I woke up at dawn, my husband’s snoring after I let my dog out kept me awake. And now this moment of clarity: how irrational is my rage? When one of my best friends was remarkably offensive and rude to other friends of mine, I have yet to see him again, he went too far, I feel like I should, because I do love him, but I also feel it’s enabling the offensive remarks he made in the presence of people who did not deserve it. How does my sister justify not defending me when others, and there have been a few, have laid dirt on me she knew was deeply unfair to me? Regarding this, a beautiful friend of mine shared this article yesterday, a wonderful read it is. An extract:
It is not unusual for us to feel that life is too much for us. And it is not unusual to feel that we really should be up to it; that there may be too much to cope with — too many demands — but that we should have the wherewithal to deal with it. Faced with the stresses and strains of everyday life it is easy now for people to feel that they are failing; and what they are failing at, one way or another, is managing the ordinary excesses that we are all beset by: too much frustration, too much bad feeling, too little love, too little success, and so on. One of the things people most frequently say in psychoanalysis is, ‘Perhaps I am overreacting, but . . .’; and one of the commonest complaints today is about feeling too much or feeling too little. I want to suggest that we are simply too much for ourselves, but that this too-muchness is telling us something important… My proposition is that it is impossible to overreact. That when we call our reactions overreactions what we mean is just that they are stronger than we would like them to be. In other words, we sometimes call ourselves and other people excessive as a way of invalidating or tempering the truths we tell ourselves or that other people tell us. It is impossible to overreact.
I know I will feel less “schizo” as time goes by, as I have been feeling less and less as I mature and stop turning a different face to whomever I meet. I guess that’s partly why I avoid meeting people as much as possible: if I don’t see you, I don’t wonder whether I’ll be real , or real in another way, or a different real still. But one of the feelings I hold onto to keep me “sane” is that I am entitled. Entitled to some rage, some anger, some feeling of injustice being done. It has been called “feeling sorry for yourself” by so many people that the first person I get angry with is me. But there you go.
Aaanyway, this wasn’t meant to be a sad post, I am happy!

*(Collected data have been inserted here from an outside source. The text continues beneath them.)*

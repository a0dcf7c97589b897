//! User handlers

use axum::{extract::State, Json};
use messenger_service::dto::{DirectoryQuery, UsersResponse};
use messenger_service::UserService;

use crate::extractors::{AuthUser, ValidatedQuery};
use crate::response::ApiResult;
use crate::state::AppState;

/// Everyone except the caller, ordered by name
///
/// GET /api/users
pub async fn list_users(
    State(state): State<AppState>,
    auth: AuthUser,
    ValidatedQuery(query): ValidatedQuery<DirectoryQuery>,
) -> ApiResult<Json<UsersResponse>> {
    let service = UserService::new(state.service_context());
    let users = service.list_directory(auth.user_id(), query.limit).await?;
    Ok(Json(users))
}
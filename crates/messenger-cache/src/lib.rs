//! # messenger-cache
//!
//! Redis integration: a managed connection pool and the pub/sub side of the
//! event notifier.
//!
//! ## Example
//!
//! ```ignore
//! use messenger_cache::{create_shared_pool, RedisEventNotifier, RedisPoolConfig};
//!
//! let pool = create_shared_pool(RedisPoolConfig::default())?;
//! let notifier = RedisEventNotifier::new(pool.clone());
//! notifier.publish(&event).await?;
//! ```

pub mod notifier;
pub mod pool;
pub mod pubsub;

pub use notifier::RedisEventNotifier;
pub use pool::{
    create_shared_pool, RedisPool, RedisPoolConfig, RedisPoolError, RedisResult, SharedRedisPool,
    DEFAULT_WAIT_TIMEOUT,
};
pub use pubsub::{PubSubChannel, Publisher, CHAT_CHANNEL_PREFIX, USER_CHANNEL_PREFIX};
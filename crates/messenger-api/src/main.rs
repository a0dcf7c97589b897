//! Messenger API server entry point
//!
//! Run with:
//! ```bash
//! cargo run -p messenger-api
//! ```
//!
//! Configuration is loaded from environment variables (and `.env`).

use messenger_common::{try_init_tracing_with_config, AppConfig, TracingConfig};
use tracing::{error, info};

#[tokio::main]
async fn main() {
    // Load configuration first so the log format can follow APP_ENV
    let config = match AppConfig::from_env() {
        Ok(config) => config,
        Err(e) => {
            eprintln!("Failed to load configuration: {e}");
            std::process::exit(1);
        }
    };

    if let Err(e) = try_init_tracing_with_config(TracingConfig::for_environment(config.app.env)) {
        eprintln!("Warning: Failed to initialize tracing: {e}");
    }

    info!(
        env = ?config.app.env,
        address = %config.api.address(),
        database = config.database.is_some(),
        redis = config.redis.is_some(),
        "Configuration loaded"
    );

    if let Err(e) = messenger_api::run(config).await {
        error!(error = %e, "Server failed");
        std::process::exit(1);
    }
}
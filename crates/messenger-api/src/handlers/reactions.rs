//! Reaction handlers

use axum::{
    extract::{Path, State},
    Json,
};
use messenger_service::dto::{ToggleReactionRequest, ToggleReactionResponse};
use messenger_service::ReactionService;

use crate::extractors::{AuthUser, JsonBody, MessageIdPath};
use crate::response::ApiResult;
use crate::state::AppState;

/// Toggle the caller's reaction on a message
///
/// POST /api/messages/{message_id}/react
pub async fn toggle_reaction(
    State(state): State<AppState>,
    auth: AuthUser,
    Path(path): Path<MessageIdPath>,
    JsonBody(request): JsonBody<ToggleReactionRequest>,
) -> ApiResult<Json<ToggleReactionResponse>> {
    let message_id = path.message_id()?;

    let service = ReactionService::new(state.service_context());
    let result = service
        .toggle(message_id, auth.user_id(), &request.emoji)
        .await?;
    Ok(Json(result))
}
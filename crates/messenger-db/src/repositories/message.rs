//! PostgreSQL implementation of MessageRepository

use std::collections::HashMap;

use async_trait::async_trait;
use chrono::Utc;
use sqlx::PgPool;
use tracing::instrument;

use messenger_core::entities::{Attachment, Message};
use messenger_core::error::DomainError;
use messenger_core::traits::{MessageQuery, MessageRepository, RepoResult, MAX_MESSAGE_PAGE};
use messenger_core::value_objects::Snowflake;

use crate::mappers::MessageInsert;
use crate::models::{AttachmentModel, MessageModel, UnreadCountModel};

use super::error::map_db_error;
use super::raw_ids;

/// PostgreSQL implementation of MessageRepository
#[derive(Clone)]
pub struct PgMessageRepository {
    pool: PgPool,
}

impl PgMessageRepository {
    /// Create a new PgMessageRepository
    pub fn new(pool: PgPool) -> Self {
        Self { pool }
    }
}

#[async_trait]
impl MessageRepository for PgMessageRepository {
    #[instrument(skip(self))]
    async fn find_by_id(&self, id: Snowflake) -> RepoResult<Option<Message>> {
        let result = sqlx::query_as::<_, MessageModel>(
            r"
            SELECT id, chat_id, sender_id, text, type::TEXT as type, reply_to_id, created_at
            FROM messages
            WHERE id = $1
            ",
        )
        .bind(id.into_inner())
        .fetch_optional(&self.pool)
        .await
        .map_err(map_db_error)?;

        result.map(Message::try_from).transpose()
    }

    #[instrument(skip(self))]
    async fn find_by_ids(&self, ids: &[Snowflake]) -> RepoResult<Vec<Message>> {
        let ids = raw_ids(ids);
        let results = sqlx::query_as::<_, MessageModel>(
            r"
            SELECT id, chat_id, sender_id, text, type::TEXT as type, reply_to_id, created_at
            FROM messages
            WHERE id = ANY($1)
            ",
        )
        .bind(&ids)
        .fetch_all(&self.pool)
        .await
        .map_err(map_db_error)?;

        results.into_iter().map(Message::try_from).collect()
    }

    #[instrument(
        skip(self, message, attachments),
        fields(message_id = %message.id, chat_id = %message.chat_id)
    )]
    async fn append(
        &self,
        mut message: Message,
        attachments: &[Attachment],
    ) -> RepoResult<Message> {
        let mut tx = self.pool.begin().await.map_err(map_db_error)?;

        // Appends to one chat queue on its row lock, so recency moves in
        // the same order messages become visible. Read markers take the
        // same lock in share mode.
        let locked = sqlx::query_scalar::<_, i64>("SELECT id FROM chats WHERE id = $1 FOR UPDATE")
            .bind(message.chat_id.into_inner())
            .fetch_optional(&mut *tx)
            .await
            .map_err(map_db_error)?;
        if locked.is_none() {
            return Err(DomainError::ChatNotFound(message.chat_id));
        }
        message.created_at = Utc::now();
        let insert = MessageInsert::new(&message);

        sqlx::query(
            r"
            INSERT INTO messages (id, chat_id, sender_id, text, type, reply_to_id, created_at)
            VALUES ($1, $2, $3, $4, $5::message_type, $6, $7)
            ",
        )
        .bind(insert.id)
        .bind(insert.chat_id)
        .bind(insert.sender_id)
        .bind(insert.text)
        .bind(insert.message_type)
        .bind(insert.reply_to_id)
        .bind(insert.created_at)
        .execute(&mut *tx)
        .await
        .map_err(map_db_error)?;

        if !attachments.is_empty() {
            let ids: Vec<i64> = attachments.iter().map(|a| a.id.into_inner()).collect();
            let urls: Vec<&str> = attachments.iter().map(|a| a.url.as_str()).collect();
            let names: Vec<&str> = attachments.iter().map(|a| a.name.as_str()).collect();
            let sizes: Vec<i64> = attachments.iter().map(|a| a.size).collect();
            let mimes: Vec<&str> = attachments.iter().map(|a| a.mime_type.as_str()).collect();

            sqlx::query(
                r"
                INSERT INTO attachments (id, message_id, url, name, size, mime_type)
                SELECT i, $2, u, n, s, m
                FROM UNNEST($1::BIGINT[], $3::TEXT[], $4::TEXT[], $5::BIGINT[], $6::TEXT[])
                     AS t(i, u, n, s, m)
                ",
            )
            .bind(&ids)
            .bind(insert.id)
            .bind(&urls)
            .bind(&names)
            .bind(&sizes)
            .bind(&mimes)
            .execute(&mut *tx)
            .await
            .map_err(map_db_error)?;
        }

        sqlx::query(
            r"
            UPDATE chats
            SET last_message_at = GREATEST(last_message_at, $2)
            WHERE id = $1
            ",
        )
        .bind(insert.chat_id)
        .bind(insert.created_at)
        .execute(&mut *tx)
        .await
        .map_err(map_db_error)?;

        tx.commit().await.map_err(map_db_error)?;

        Ok(message)
    }

    #[instrument(skip(self))]
    async fn find_by_chat(
        &self,
        chat_id: Snowflake,
        query: MessageQuery,
    ) -> RepoResult<Vec<Message>> {
        let limit = query.limit.map(|l| l.clamp(1, MAX_MESSAGE_PAGE));

        // Take the newest `limit` rows of the window, then hand them back oldest first.
        // LIMIT NULL means no limit.
        let results = sqlx::query_as::<_, MessageModel>(
            r"
            SELECT id, chat_id, sender_id, text, type, reply_to_id, created_at
            FROM (
                SELECT m.id, m.chat_id, m.sender_id, m.text, m.type::TEXT as type,
                       m.reply_to_id, m.created_at
                FROM messages m
                WHERE m.chat_id = $1
                  AND ($2::BIGINT IS NULL OR (m.created_at, m.id) < (
                        SELECT c.created_at, c.id FROM messages c WHERE c.id = $2
                  ))
                ORDER BY m.created_at DESC, m.id DESC
                LIMIT $3
            ) page
            ORDER BY created_at, id
            ",
        )
        .bind(chat_id.into_inner())
        .bind(query.before.map(Snowflake::into_inner))
        .bind(limit)
        .fetch_all(&self.pool)
        .await
        .map_err(map_db_error)?;

        results.into_iter().map(Message::try_from).collect()
    }

    #[instrument(skip(self))]
    async fn find_latest_by_chats(&self, chat_ids: &[Snowflake]) -> RepoResult<Vec<Message>> {
        let ids = raw_ids(chat_ids);
        let results = sqlx::query_as::<_, MessageModel>(
            r"
            SELECT DISTINCT ON (chat_id)
                   id, chat_id, sender_id, text, type::TEXT as type, reply_to_id, created_at
            FROM messages
            WHERE chat_id = ANY($1)
            ORDER BY chat_id, created_at DESC, id DESC
            ",
        )
        .bind(&ids)
        .fetch_all(&self.pool)
        .await
        .map_err(map_db_error)?;

        results.into_iter().map(Message::try_from).collect()
    }

    #[instrument(skip(self))]
    async fn find_attachments(&self, message_ids: &[Snowflake]) -> RepoResult<Vec<Attachment>> {
        let ids = raw_ids(message_ids);
        let results = sqlx::query_as::<_, AttachmentModel>(
            r"
            SELECT id, message_id, url, name, size, mime_type
            FROM attachments
            WHERE message_id = ANY($1)
            ORDER BY message_id, id
            ",
        )
        .bind(&ids)
        .fetch_all(&self.pool)
        .await
        .map_err(map_db_error)?;

        Ok(results.into_iter().map(Attachment::from).collect())
    }

    #[instrument(skip(self))]
    async fn unread_counts(&self, user_id: Snowflake) -> RepoResult<HashMap<Snowflake, i64>> {
        let results = sqlx::query_as::<_, UnreadCountModel>(
            r"
            SELECT m.chat_id, COUNT(msg.id) AS unread
            FROM chat_members m
            JOIN messages msg ON msg.chat_id = m.chat_id
            WHERE m.user_id = $1
              AND msg.sender_id <> $1
              AND (m.last_read_at IS NULL OR msg.created_at > m.last_read_at)
            GROUP BY m.chat_id
            ",
        )
        .bind(user_id.into_inner())
        .fetch_all(&self.pool)
        .await
        .map_err(map_db_error)?;

        Ok(results
            .into_iter()
            .map(|row| (Snowflake::new(row.chat_id), row.unread))
            .collect())
    }
}

#[cfg(test)]
mod tests {
    use super::*;

    #[test]
    fn test_repo_is_send_sync() {
        fn assert_send_sync<T: Send + Sync>() {}
        assert_send_sync::<PgMessageRepository>();
    }
}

Because I came through the sucking in currents that drag me to the vortex and got out of it, and now feel revitalised and strong. I still have two twitter accounts, two blogs (thankfully, we’re down to just two) I still haven’t completely brought together all the MEs into one single whole, but I’m getting there. Starting that new thing I know will help, if I stick to it (I probably wrote about it in the other blog). The new, whole me, I think, believes that you should stick up for your friends and loved ones. Many people have troubles that might lead them to be a git, but there is only so far you ought to go in justifying their being a git to others because of their own troubles. A git’s a git, and I’m being nice not to use a dear friend’s favourite and more appropriate word.
I will defend another person’s right to their dignity to my dying breath, I don’t see why I shouldn’t expect others to do the same for me. So there.